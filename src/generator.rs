//! End-to-end generation: submit, poll, resolve.

use crate::clock::{Clock, TokioClock};
use crate::error::{GenError, Result};
use crate::initiator::{RequestInitiator, Submission};
use crate::poller::{cancellable, OperationPoller, PollPolicy};
use crate::progress::{ProgressEvent, ProgressSender, DEFAULT_CAPACITY};
use crate::providers::GeminiService;
use crate::resolver::ResultResolver;
use crate::service::MediaService;
use crate::store::MediaStore;
use crate::types::{GenerationRequest, GenerationResult};
use std::sync::Arc;
use std::time::Instant;
use tokio::sync::broadcast;
use tokio_util::sync::CancellationToken;

/// Builder for [`Generator`].
#[derive(Default)]
pub struct GeneratorBuilder {
    service: Option<Arc<dyn MediaService>>,
    clock: Option<Arc<dyn Clock>>,
    policy: PollPolicy,
    store: Option<MediaStore>,
    progress_capacity: Option<usize>,
}

impl GeneratorBuilder {
    /// Creates a new builder with default settings.
    pub fn new() -> Self {
        Self::default()
    }

    /// Sets the remote service. Defaults to [`GeminiService`] from the environment.
    pub fn service(mut self, service: Arc<dyn MediaService>) -> Self {
        self.service = Some(service);
        self
    }

    /// Sets the clock used between polls. Defaults to [`TokioClock`].
    pub fn clock(mut self, clock: Arc<dyn Clock>) -> Self {
        self.clock = Some(clock);
        self
    }

    /// Sets the polling policy.
    pub fn poll_policy(mut self, policy: PollPolicy) -> Self {
        self.policy = policy;
        self
    }

    /// Shares an existing media store.
    pub fn store(mut self, store: MediaStore) -> Self {
        self.store = Some(store);
        self
    }

    /// Sets how many unread progress events each subscriber may buffer.
    pub fn progress_capacity(mut self, capacity: usize) -> Self {
        self.progress_capacity = Some(capacity);
        self
    }

    /// Builds the generator.
    pub fn build(self) -> Result<Generator> {
        let service: Arc<dyn MediaService> = match self.service {
            Some(service) => service,
            None => Arc::new(GeminiService::builder().build()?),
        };
        let clock: Arc<dyn Clock> = match self.clock {
            Some(clock) => clock,
            None => Arc::new(TokioClock),
        };
        let store = self.store.unwrap_or_default();
        let progress = ProgressSender::new(self.progress_capacity.unwrap_or(DEFAULT_CAPACITY));

        Ok(Generator {
            initiator: RequestInitiator::new(service.clone()),
            poller: OperationPoller::new(service.clone(), clock, self.policy, progress.clone()),
            resolver: ResultResolver::new(service, store.clone(), progress.clone()),
            progress,
            store,
        })
    }
}

/// Runs a [`GenerationRequest`] to a [`GenerationResult`].
///
/// ```no_run
/// use genstarter::{GenerationRequest, Generator, Resolution};
/// use tokio_util::sync::CancellationToken;
///
/// # async fn run() -> genstarter::Result<()> {
/// let generator = Generator::builder().build()?;
/// let mut progress = generator.subscribe();
/// tokio::spawn(async move {
///     while let Ok(event) = progress.recv().await {
///         println!("{event}");
///     }
/// });
///
/// let request = GenerationRequest::video("a cat", Resolution::Hd720);
/// let result = generator.generate(&request, &CancellationToken::new()).await?;
/// println!("{}", result.url());
/// # Ok(())
/// # }
/// ```
#[derive(Clone)]
pub struct Generator {
    initiator: RequestInitiator,
    poller: OperationPoller,
    resolver: ResultResolver,
    progress: ProgressSender,
    store: MediaStore,
}

impl Generator {
    /// Creates a new `GeneratorBuilder`.
    pub fn builder() -> GeneratorBuilder {
        GeneratorBuilder::new()
    }

    /// Subscribes to progress events of every later generation.
    pub fn subscribe(&self) -> broadcast::Receiver<ProgressEvent> {
        self.progress.subscribe()
    }

    /// Store holding downloaded videos.
    pub fn store(&self) -> &MediaStore {
        &self.store
    }

    /// Generates the requested media.
    ///
    /// Blank prompts are rejected before anything is sent.
    pub async fn generate(
        &self,
        request: &GenerationRequest,
        cancel: &CancellationToken,
    ) -> Result<GenerationResult> {
        if request.is_blank() {
            return Err(GenError::InvalidRequest("prompt is empty".into()));
        }

        let start = Instant::now();
        self.progress.send(ProgressEvent::Started {
            mode: request.mode(),
            resolution: request.resolution(),
        });

        let result = match cancellable(cancel, self.initiator.submit(request)).await? {
            Submission::Image(image) => GenerationResult::Image(image),
            Submission::Operation(operation) => {
                let operation = self.poller.resolve(operation, cancel).await?;
                let handle = cancellable(cancel, self.resolver.resolve(&operation)).await?;
                GenerationResult::Video(handle)
            }
        };

        tracing::info!(
            mode = %request.mode(),
            duration_ms = start.elapsed().as_millis() as u64,
            "generation complete"
        );
        self.progress.send(ProgressEvent::Completed);
        Ok(result)
    }
}

#[cfg(test)]
mod tests {
    use super::*;
    use crate::operation::Operation;
    use crate::testing::{
        done_with_uri, image_response, inline_part, FakeClock, FakeService, VIDEO_URI,
    };
    use crate::types::{GenerationMode, Resolution};
    use std::time::Duration;

    const INTERVAL: Duration = Duration::from_secs(10);

    fn generator(service: Arc<FakeService>, clock: Arc<FakeClock>) -> Generator {
        Generator::builder()
            .service(service)
            .clock(clock)
            .poll_policy(PollPolicy::default().with_interval(INTERVAL))
            .build()
            .unwrap()
    }

    fn drain(rx: &mut broadcast::Receiver<ProgressEvent>) -> Vec<ProgressEvent> {
        let mut events = Vec::new();
        while let Ok(event) = rx.try_recv() {
            events.push(event);
        }
        events
    }

    #[tokio::test]
    async fn test_blank_prompt_never_reaches_service() {
        let service = Arc::new(FakeService::new());
        let gen = generator(service.clone(), Arc::new(FakeClock::new()));
        let mut rx = gen.subscribe();

        for prompt in ["", "   ", "\n\t"] {
            let err = gen
                .generate(&GenerationRequest::image(prompt), &CancellationToken::new())
                .await
                .unwrap_err();
            assert!(matches!(err, GenError::InvalidRequest(_)));

            let err = gen
                .generate(
                    &GenerationRequest::video(prompt, Resolution::Hd720),
                    &CancellationToken::new(),
                )
                .await
                .unwrap_err();
            assert!(matches!(err, GenError::InvalidRequest(_)));
        }

        assert_eq!(service.image_calls(), 0);
        assert_eq!(service.start_calls(), 0);
        assert!(drain(&mut rx).is_empty());
    }

    #[tokio::test]
    async fn test_image_generation() {
        let service = Arc::new(
            FakeService::new().with_image(image_response(vec![inline_part("image/png", "QUJD")])),
        );
        let clock = Arc::new(FakeClock::new());
        let gen = generator(service.clone(), clock.clone());
        let mut rx = gen.subscribe();

        let result = gen
            .generate(&GenerationRequest::image("a cat"), &CancellationToken::new())
            .await
            .unwrap();

        assert_eq!(result.mode(), GenerationMode::Image);
        assert_eq!(result.url(), "data:image/png;base64,QUJD");
        assert!(clock.sleeps().is_empty());
        assert_eq!(
            drain(&mut rx),
            vec![
                ProgressEvent::Started {
                    mode: GenerationMode::Image,
                    resolution: None
                },
                ProgressEvent::Completed,
            ]
        );
    }

    #[tokio::test]
    async fn test_video_end_to_end() {
        let name = "models/veo/operations/cat";
        let service = Arc::new(
            FakeService::new()
                .with_started(Operation::pending(name))
                .with_refreshes([
                    Some(Operation::pending(name)),
                    Some(Operation::pending(name)),
                    Some(done_with_uri(name, VIDEO_URI)),
                ])
                .with_download(200, "OK", b"mp4-bytes"),
        );
        let clock = Arc::new(FakeClock::new());
        let gen = generator(service.clone(), clock.clone());
        let mut rx = gen.subscribe();

        let result = gen
            .generate(
                &GenerationRequest::video("a cat", Resolution::Hd720),
                &CancellationToken::new(),
            )
            .await
            .unwrap();

        let GenerationResult::Video(handle) = result else {
            panic!("expected video");
        };
        assert!(!handle.url().is_empty());
        assert_eq!(&*gen.store().get(handle.url()).unwrap(), b"mp4-bytes");
        assert_eq!(service.refresh_calls(), 3);
        assert_eq!(service.downloads(), vec![VIDEO_URI.to_string()]);
        assert_eq!(clock.total_slept(), INTERVAL * 3);

        let events = drain(&mut rx);
        assert_eq!(
            events,
            vec![
                ProgressEvent::Started {
                    mode: GenerationMode::Video,
                    resolution: Some(Resolution::Hd720)
                },
                ProgressEvent::StillProcessing { attempt: 1 },
                ProgressEvent::StillProcessing { attempt: 2 },
                ProgressEvent::StillProcessing { attempt: 3 },
                ProgressEvent::Downloading,
                ProgressEvent::Completed,
            ]
        );
    }

    #[tokio::test]
    async fn test_video_start_failure_propagates() {
        let service = Arc::new(FakeService::new());
        let gen = generator(service.clone(), Arc::new(FakeClock::new()));
        let mut rx = gen.subscribe();

        let err = gen
            .generate(
                &GenerationRequest::video("a cat", Resolution::Hd1080),
                &CancellationToken::new(),
            )
            .await
            .unwrap_err();

        assert!(matches!(err, GenError::StartFailed));
        assert_eq!(service.refresh_calls(), 0);
        let events = drain(&mut rx);
        assert!(!events.contains(&ProgressEvent::Completed));
    }

    #[tokio::test]
    async fn test_cancelled_before_submit() {
        let service = Arc::new(FakeService::new().with_started(Operation::pending("operations/1")));
        let gen = generator(service.clone(), Arc::new(FakeClock::new()));
        let token = CancellationToken::new();
        token.cancel();

        let err = gen
            .generate(&GenerationRequest::video("a cat", Resolution::Hd720), &token)
            .await
            .unwrap_err();

        assert!(err.is_cancelled());
        assert_eq!(service.start_calls(), 0);
    }

    #[tokio::test]
    async fn test_generators_share_store() {
        let store = MediaStore::new();
        let gen = Generator::builder()
            .service(Arc::new(FakeService::new()))
            .store(store.clone())
            .build()
            .unwrap();
        let handle = gen.store().insert(vec![1], "video/mp4");
        assert!(store.revoke(&handle));
        assert!(gen.store().is_empty());
    }
}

════════════════

WHAT THE TASK ASKS: Out of the data above, give again only the lines starting at the one holding "from the environment." and ending at the one holding "let store = self.store.unwrap_or_default();", unchanged.

TASK RESULT:
    /// Sets the remote service. Defaults to [`GeminiService`] from the environment.
    pub fn service(mut self, service: Arc<dyn MediaService>) -> Self {
        self.service = Some(service);
        self
    }

    /// Sets the clock used between polls. Defaults to [`TokioClock`].
    pub fn clock(mut self, clock: Arc<dyn Clock>) -> Self {
        self.clock = Some(clock);
        self
    }

    /// Sets the polling policy.
    pub fn poll_policy(mut self, policy: PollPolicy) -> Self {
        self.policy = policy;
        self
    }

    /// Shares an existing media store.
    pub fn store(mut self, store: MediaStore) -> Self {
        self.store = Some(store);
        self
    }

    /// Sets how many unread progress events each subscriber may buffer.
    pub fn progress_capacity(mut self, capacity: usize) -> Self {
        self.progress_capacity = Some(capacity);
        self
    }

    /// Builds the generator.
    pub fn build(self) -> Result<Generator> {
        let service: Arc<dyn MediaService> = match self.service {
            Some(service) => service,
            None => Arc::new(GeminiService::builder().build()?),
        };
        let clock: Arc<dyn Clock> = match self.clock {
            Some(clock) => clock,
            None => Arc::new(TokioClock),
        };
        let store = self.store.unwrap_or_default();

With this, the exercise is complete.